The deputies involved have been placed on five days of administrative leave, the sheriff's office said.
Salazar said that civilian witnesses as well as the deputies said Jones had threatened to shoot them and indicated that she had a gun.
"At the time, we don't believe she was armed. She was presenting to be armed at various times throughout this prolonged pursuit," Salazar said earlier.
Salazar said that his office was still searching the area for a gun and was using a helicopter and dive team in the search. "That deputy is still adamant that what he saw was a handgun," Salazar said.
Salazar said there was good audio of the incident, but said his office did not have clear video of the shooting. A helicopter overhead caught the scene moments after, and the deputy who was had a body camera unintentionally obstructed its view when he raised and fired his rifle.

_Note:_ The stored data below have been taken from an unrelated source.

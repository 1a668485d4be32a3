//! TUI type definitions for screens, focus, and actions.

/// The current screen/view of the application.
#[derive(Debug, Clone, Copy, PartialEq)]
pub enum Screen {
    /// Home feed sections
    Home,
    /// Search bar open, popular searches listed
    Search,
    /// Browsing search results
    SearchResults,
    /// Drama detail page
    Detail,
    /// Watching an episode, with the episode grid
    Watch,
    /// Selecting video quality
    QualitySelect,
    /// Loading/waiting for API response
    Loading,
}

/// Focus state for split-panel views.
#[derive(Debug, Clone, PartialEq)]
pub enum Focus {
    Sidebar,
    Main,
}

/// Actions that the event loop has to carry out.
#[derive(Debug, Clone, PartialEq)]
pub enum Action {
    /// No action, continue running
    None,
    /// Quit the application
    Quit,
    /// Perform a search with the given query
    Search(String),
    /// Load detail and episodes of a drama by book id
    OpenDrama(String),
    /// Play the given episode number
    Play(usize),
    /// Switch to a new video quality and replay
    ChangeQuality(u32),
    /// Reload the home feed
    Refresh,
}
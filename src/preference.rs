//! Persistence of the last-chosen video quality.
//!
//! The watch screen reads the stored quality once at startup and writes it
//! back whenever the user picks another one. Storage sits behind the
//! [`QualityStore`] trait so the rest of the app never touches the
//! filesystem directly.

use crate::error::Result;
use log::{debug, warn};
use serde::{Deserialize, Serialize};
use std::fs;
use std::io;
use std::path::PathBuf;

/// Read/write access to the stored quality preference.
pub trait QualityStore {
    /// The stored quality, if one was saved.
    fn load(&self) -> Option<u32>;

    /// Persist `quality` as the new preference.
    fn save(&mut self, quality: u32) -> Result<()>;
}

/// On-disk layout of the preferences file.
#[derive(Debug, Clone, Default, Serialize, Deserialize)]
struct Preferences {
    #[serde(default)]
    video_quality: Option<u32>,
}

/// Quality preference kept in a JSON file.
#[derive(Debug, Clone)]
pub struct FileQualityStore {
    path: PathBuf,
}

impl FileQualityStore {
    /// Store backed by an explicit file path.
    pub fn new(path: PathBuf) -> Self {
        Self { path }
    }

    /// Store at the default location.
    ///
    /// Returns ~/.local/share/drama-watcher/preferences.json on Linux,
    /// or a platform-appropriate location on other systems.
    pub fn open_default() -> Result<Self> {
        let data_dir = dirs::data_local_dir()
            .ok_or_else(|| io::Error::new(io::ErrorKind::NotFound, "Could not find data directory"))?
            .join("drama-watcher");

        Ok(Self::new(data_dir.join("preferences.json")))
    }

    pub fn path(&self) -> &PathBuf {
        &self.path
    }

    fn read(&self) -> Result<Preferences> {
        if !self.path.exists() {
            return Ok(Preferences::default());
        }
        let content = fs::read_to_string(&self.path)?;
        Ok(serde_json::from_str(&content)?)
    }
}

impl QualityStore for FileQualityStore {
    fn load(&self) -> Option<u32> {
        match self.read() {
            Ok(prefs) => prefs.video_quality,
            Err(e) => {
                warn!("Ignoring unreadable preferences at {}: {}", self.path.display(), e);
                None
            }
        }
    }

    fn save(&mut self, quality: u32) -> Result<()> {
        if let Some(parent) = self.path.parent() {
            fs::create_dir_all(parent)?;
        }

        let mut prefs = self.read().unwrap_or_default();
        prefs.video_quality = Some(quality);
        fs::write(&self.path, serde_json::to_string_pretty(&prefs)?)?;
        debug!("Saved video quality {} to {}", quality, self.path.display());
        Ok(())
    }
}

/// In-memory store, useful when nothing should be persisted.
#[derive(Debug, Clone, Default)]
pub struct MemoryQualityStore {
    quality: Option<u32>,
}

impl MemoryQualityStore {
    pub fn new(quality: Option<u32>) -> Self {
        Self { quality }
    }
}

impl QualityStore for MemoryQualityStore {
    fn load(&self) -> Option<u32> {
        self.quality
    }

    fn save(&mut self, quality: u32) -> Result<()> {
        self.quality = Some(quality);
        Ok(())
    }
}

#[cfg(test)]
mod tests {
    use super::*;
    use std::time::{SystemTime, UNIX_EPOCH};

    fn temp_path(name: &str) -> PathBuf {
        let nanos = SystemTime::now()
            .duration_since(UNIX_EPOCH)
            .unwrap_or_default()
            .as_nanos();
        std::env::temp_dir()
            .join(format!("drama-watcher-test-{}-{}", name, nanos))
            .join("preferences.json")
    }

    #[test]
    fn test_memory_store_round_trip() {
        let mut store = MemoryQualityStore::default();
        assert_eq!(store.load(), None);
        store.save(1080).unwrap();
        assert_eq!(store.load(), Some(1080));
    }

    #[test]
    fn test_file_store_missing_file() {
        let store = FileQualityStore::new(temp_path("missing"));
        assert_eq!(store.load(), None);
    }

    #[test]
    fn test_file_store_save_creates_dirs() {
        let path = temp_path("save");
        let mut store = FileQualityStore::new(path.clone());
        store.save(540).unwrap();
        assert!(path.exists());

        let reopened = FileQualityStore::new(path.clone());
        assert_eq!(reopened.load(), Some(540));

        let _ = fs::remove_dir_all(path.parent().unwrap());
    }

    #[test]
    fn test_file_store_corrupt_file_reads_none() {
        let path = temp_path("corrupt");
        fs::create_dir_all(path.parent().unwrap()).unwrap();
        fs::write(&path, "not json").unwrap();

        let mut store = FileQualityStore::new(path.clone());
        assert_eq!(store.load(), None);

        store.save(720).unwrap();
        assert_eq!(store.load(), Some(720));

        let _ = fs::remove_dir_all(path.parent().unwrap());
    }
}
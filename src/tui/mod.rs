//! Terminal User Interface for drama-watcher using ratatui.
//!
//! This module provides a full-screen TUI with a section sidebar, drama
//! lists, a detail page and a watch page with a paged episode grid.

mod render;
mod state;
mod types;

pub use render::draw;
pub use state::{App, GRID_COLUMNS};
pub use types::{Action, Focus, Screen};

use crossterm::event::{self, Event};
use std::io;
use std::time::Duration;

/// Poll for keyboard events with a timeout.
pub fn poll_event(timeout: Duration) -> io::Result<Option<Event>> {
    if event::poll(timeout)? {
        Ok(Some(event::read()?))
    } else {
        Ok(None)
    }
}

Salazar said internal affairs is investigating the matter, but said "preliminarily ... it appears as if policies were complied with." As of Friday evening, it was unclear when the sheriff's office would release the video, which Salazar said included video of officers administering first aid to the six-year-old boy.
The deadly drama began around 11 a.m., Salazar said, when a deputy responding to reports of a stolen car found Jones hiding in a closet and she allegedly told them, "I have a weapon, I'm gonna shoot you."
Somehow, the woman was able to flee the residence into some nearby woods where the deputy lost her and called for backup, Salazar said. Jones was later spotted fording a river and the deputies chased after her in "water that was up to their chin."
Salazar said the deputies believed Jones was armed because she appeared to point a weapon at them during the foot chase.
Two relatives were in the mobile home with little Kameron when the fatal shots were fired, Salazar said. Neither was hurt.
"The grandfather of this young man, Kameron's grandfather, is a friend of mine for the past 20 years," Salazar said. "He's a peace officer. I've actually spoken to him and conveyed messages to the family through him."